── Information given ──

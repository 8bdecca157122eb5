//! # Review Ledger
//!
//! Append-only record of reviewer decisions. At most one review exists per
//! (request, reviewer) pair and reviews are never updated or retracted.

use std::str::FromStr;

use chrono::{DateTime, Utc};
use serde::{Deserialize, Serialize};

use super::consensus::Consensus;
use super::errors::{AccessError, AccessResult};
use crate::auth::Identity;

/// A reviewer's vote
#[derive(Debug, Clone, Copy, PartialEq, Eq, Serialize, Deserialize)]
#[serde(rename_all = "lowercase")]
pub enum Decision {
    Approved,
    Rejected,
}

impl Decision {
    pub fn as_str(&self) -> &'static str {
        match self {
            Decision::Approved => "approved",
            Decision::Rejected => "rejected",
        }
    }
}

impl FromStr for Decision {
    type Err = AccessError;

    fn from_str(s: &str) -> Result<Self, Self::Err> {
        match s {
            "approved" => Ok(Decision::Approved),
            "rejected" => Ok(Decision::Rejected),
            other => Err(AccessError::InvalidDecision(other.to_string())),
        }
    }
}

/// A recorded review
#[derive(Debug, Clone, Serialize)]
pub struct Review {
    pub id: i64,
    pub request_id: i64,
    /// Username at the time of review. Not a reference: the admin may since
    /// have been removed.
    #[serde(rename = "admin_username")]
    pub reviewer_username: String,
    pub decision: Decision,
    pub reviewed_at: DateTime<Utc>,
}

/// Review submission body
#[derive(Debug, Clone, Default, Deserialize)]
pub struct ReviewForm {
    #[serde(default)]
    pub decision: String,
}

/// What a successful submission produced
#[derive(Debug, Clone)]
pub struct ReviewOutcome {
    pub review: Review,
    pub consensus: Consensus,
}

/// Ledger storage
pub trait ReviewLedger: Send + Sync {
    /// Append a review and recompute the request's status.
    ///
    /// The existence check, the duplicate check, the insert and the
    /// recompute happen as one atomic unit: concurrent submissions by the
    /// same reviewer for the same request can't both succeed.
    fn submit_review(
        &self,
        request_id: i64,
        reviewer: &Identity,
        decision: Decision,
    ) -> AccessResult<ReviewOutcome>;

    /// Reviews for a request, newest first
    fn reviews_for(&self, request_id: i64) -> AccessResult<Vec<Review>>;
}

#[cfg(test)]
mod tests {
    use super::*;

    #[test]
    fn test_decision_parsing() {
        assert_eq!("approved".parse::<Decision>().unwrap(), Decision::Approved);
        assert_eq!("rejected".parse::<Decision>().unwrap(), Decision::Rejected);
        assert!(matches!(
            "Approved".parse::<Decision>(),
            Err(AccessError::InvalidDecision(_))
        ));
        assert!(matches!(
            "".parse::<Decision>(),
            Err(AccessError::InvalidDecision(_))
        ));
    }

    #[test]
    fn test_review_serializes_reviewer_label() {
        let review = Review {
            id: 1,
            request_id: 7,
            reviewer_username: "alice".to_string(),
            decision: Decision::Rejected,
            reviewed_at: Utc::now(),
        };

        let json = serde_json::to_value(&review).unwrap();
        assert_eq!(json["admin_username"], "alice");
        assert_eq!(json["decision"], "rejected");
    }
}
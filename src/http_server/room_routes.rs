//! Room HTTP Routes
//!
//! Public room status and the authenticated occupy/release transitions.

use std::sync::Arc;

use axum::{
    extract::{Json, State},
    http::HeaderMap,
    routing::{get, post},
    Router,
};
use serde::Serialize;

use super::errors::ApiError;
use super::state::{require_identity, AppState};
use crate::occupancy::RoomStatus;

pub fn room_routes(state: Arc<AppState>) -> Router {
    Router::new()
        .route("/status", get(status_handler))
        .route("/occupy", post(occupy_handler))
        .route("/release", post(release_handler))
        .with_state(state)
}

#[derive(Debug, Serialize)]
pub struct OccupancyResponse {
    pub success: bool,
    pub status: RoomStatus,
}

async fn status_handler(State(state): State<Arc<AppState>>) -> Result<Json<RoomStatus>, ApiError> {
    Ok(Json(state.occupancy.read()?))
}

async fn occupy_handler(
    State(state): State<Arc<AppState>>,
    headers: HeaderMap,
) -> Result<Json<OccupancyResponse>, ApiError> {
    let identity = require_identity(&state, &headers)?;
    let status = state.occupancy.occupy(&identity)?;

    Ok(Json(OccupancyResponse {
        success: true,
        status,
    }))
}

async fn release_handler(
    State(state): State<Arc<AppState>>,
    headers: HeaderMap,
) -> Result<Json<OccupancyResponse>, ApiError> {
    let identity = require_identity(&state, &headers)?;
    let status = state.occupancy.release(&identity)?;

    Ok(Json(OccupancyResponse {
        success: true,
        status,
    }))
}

───

§ **Exercise objective**:
Copy every line of the records, leaving nothing out.

§ **Completed task**:
repository 8bdecca157122eb5
//! # Review Ledger
//!
//! Append-only record of reviewer decisions. At most one review exists per
//! (request, reviewer) pair and reviews are never updated or retracted.

use std::str::FromStr;

use chrono::{DateTime, Utc};
use serde::{Deserialize, Serialize};

use super::consensus::Consensus;
use super::errors::{AccessError, AccessResult};
use crate::auth::Identity;

/// A reviewer's vote
#[derive(Debug, Clone, Copy, PartialEq, Eq, Serialize, Deserialize)]
#[serde(rename_all = "lowercase")]
pub enum Decision {
    Approved,
    Rejected,
}

impl Decision {
    pub fn as_str(&self) -> &'static str {
        match self {
            Decision::Approved => "approved",
            Decision::Rejected => "rejected",
        }
    }
}

impl FromStr for Decision {
    type Err = AccessError;

    fn from_str(s: &str) -> Result<Self, Self::Err> {
        match s {
            "approved" => Ok(Decision::Approved),
            "rejected" => Ok(Decision::Rejected),
            other => Err(AccessError::InvalidDecision(other.to_string())),
        }
    }
}

/// A recorded review
#[derive(Debug, Clone, Serialize)]
pub struct Review {
    pub id: i64,
    pub request_id: i64,
    /// Username at the time of review. Not a reference: the admin may since
    /// have been removed.
    #[serde(rename = "admin_username")]
    pub reviewer_username: String,
    pub decision: Decision,
    pub reviewed_at: DateTime<Utc>,
}

/// Review submission body
#[derive(Debug, Clone, Default, Deserialize)]
pub struct ReviewForm {
    #[serde(default)]
    pub decision: String,
}

/// What a successful submission produced
#[derive(Debug, Clone)]
pub struct ReviewOutcome {
    pub review: Review,
    pub consensus: Consensus,
}

/// Ledger storage
pub trait ReviewLedger: Send + Sync {
    /// Append a review and recompute the request's status.
    ///
    /// The existence check, the duplicate check, the insert and the
    /// recompute happen as one atomic unit: concurrent submissions by the
    /// same reviewer for the same request can't both succeed.
    fn submit_review(
        &self,
        request_id: i64,
        reviewer: &Identity,
        decision: Decision,
    ) -> AccessResult<ReviewOutcome>;

    /// Reviews for a request, newest first
    fn reviews_for(&self, request_id: i64) -> AccessResult<Vec<Review>>;
}

#[cfg(test)]
mod tests {
    use super::*;

    #[test]
    fn test_decision_parsing() {
        assert_eq!("approved".parse::<Decision>().unwrap(), Decision::Approved);
        assert_eq!("rejected".parse::<Decision>().unwrap(), Decision::Rejected);
        assert!(matches!(
            "Approved".parse::<Decision>(),
            Err(AccessError::InvalidDecision(_))
        ));
        assert!(matches!(
            "".parse::<Decision>(),
            Err(AccessError::InvalidDecision(_))
        ));
    }

    #[test]
    fn test_review_serializes_reviewer_label() {
        let review = Review {
            id: 1,
            request_id: 7,
            reviewer_username: "alice".to_string(),
            decision: Decision::Rejected,
            reviewed_at: Utc::now(),
        };

        let json = serde_json::to_value(&review).unwrap();
        assert_eq!(json["admin_username"], "alice");
        assert_eq!(json["decision"], "rejected");
    }
}
filename src/http_server/room_routes.rs
//! Room HTTP Routes
//!
//! Public room status and the authenticated occupy/release transitions.

use std::sync::Arc;

use axum::{
    extract::{Json, State},
    http::HeaderMap,
    routing::{get, post},
    Router,
};
use serde::Serialize;

use super::errors::ApiError;
use super::state::{require_identity, AppState};
use crate::occupancy::RoomStatus;

pub fn room_routes(state: Arc<AppState>) -> Router {
    Router::new()
        .route("/status", get(status_handler))
        .route("/occupy", post(occupy_handler))
        .route("/release", post(release_handler))
        .with_state(state)
}

#[derive(Debug, Serialize)]
pub struct OccupancyResponse {
    pub success: bool,
    pub status: RoomStatus,
}

async fn status_handler(State(state): State<Arc<AppState>>) -> Result<Json<RoomStatus>, ApiError> {
    Ok(Json(state.occupancy.read()?))
}

async fn occupy_handler(
    State(state): State<Arc<AppState>>,
    headers: HeaderMap,
) -> Result<Json<OccupancyResponse>, ApiError> {
    let identity = require_identity(&state, &headers)?;
    let status = state.occupancy.occupy(&identity)?;

    Ok(Json(OccupancyResponse {
        success: true,
        status,
    }))
}

async fn release_handler(
    State(state): State<Arc<AppState>>,
    headers: HeaderMap,
) -> Result<Json<OccupancyResponse>, ApiError> {
    let identity = require_identity(&state, &headers)?;
    let status = state.occupancy.release(&identity)?;

    Ok(Json(OccupancyResponse {
        success: true,
        status,
    }))
}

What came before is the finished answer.